Copy out each line of the data that holds the word "bookscout".

BEGIN Given records

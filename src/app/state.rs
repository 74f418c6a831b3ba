//! Application state management and view model computation.
//!
//! [`AppState`] is the single owner of the retained result set. It separates
//! core data (the records from the latest completed search) from derived state
//! (the visible, possibly sorted and filtered sequence and the selection) so
//! that every derived view can be recomputed from scratch at any time.
//!
//! # State Components
//!
//! - **Results**: Records from the latest completed search, in upstream order
//! - **Visible**: `results` after the sort and e-book toggles
//! - **Selection**: Cursor position within `visible`
//! - **View State**: Browsing (list) or Inspecting (detail)
//! - **Input Mode**: Whether keys edit the query
//! - **Query / Field**: The search bar contents
//!
//! # Example
//!
//! ```rust
//! use bookscout::app::AppState;
//! use bookscout::ui::Theme;
//!
//! let state = AppState::new(Theme::default());
//! let viewmodel = state.compute_viewmodel(24, 80);
//! ```

use std::rc::Rc;

use fuzzy_matcher::skim::SkimMatcherV2;

use super::modes::{InputMode, ViewState};
use super::results::derive_visible;
use crate::domain::{Book, Result, SearchField};
use crate::fetch::SearchRequest;
use crate::ui::theme::Theme;
use crate::ui::viewmodel::{
    title_column_width, DetailLine, DetailView, DisplayItem, EmptyState, FooterInfo, HeaderInfo,
    SearchBarInfo, UIViewModel, ViewBody, AUTHOR_COLUMN_WIDTH, NO_BOOKS_MESSAGE,
};

/// Rows taken by header, borders, search bar, column headings and footer.
const LIST_CHROME_ROWS: usize = 9;

/// Rows taken by everything except the detail body.
const DETAIL_CHROME_ROWS: usize = 8;

/// Heading plus the spacer under it.
const DETAIL_HEADING_ROWS: usize = 2;

/// Labelled fields in the detail view.
const DETAIL_FIELD_COUNT: usize = 7;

END Given records

**Solved problem**
//! use bookscout::app::AppState;
//! use bookscout::ui::Theme;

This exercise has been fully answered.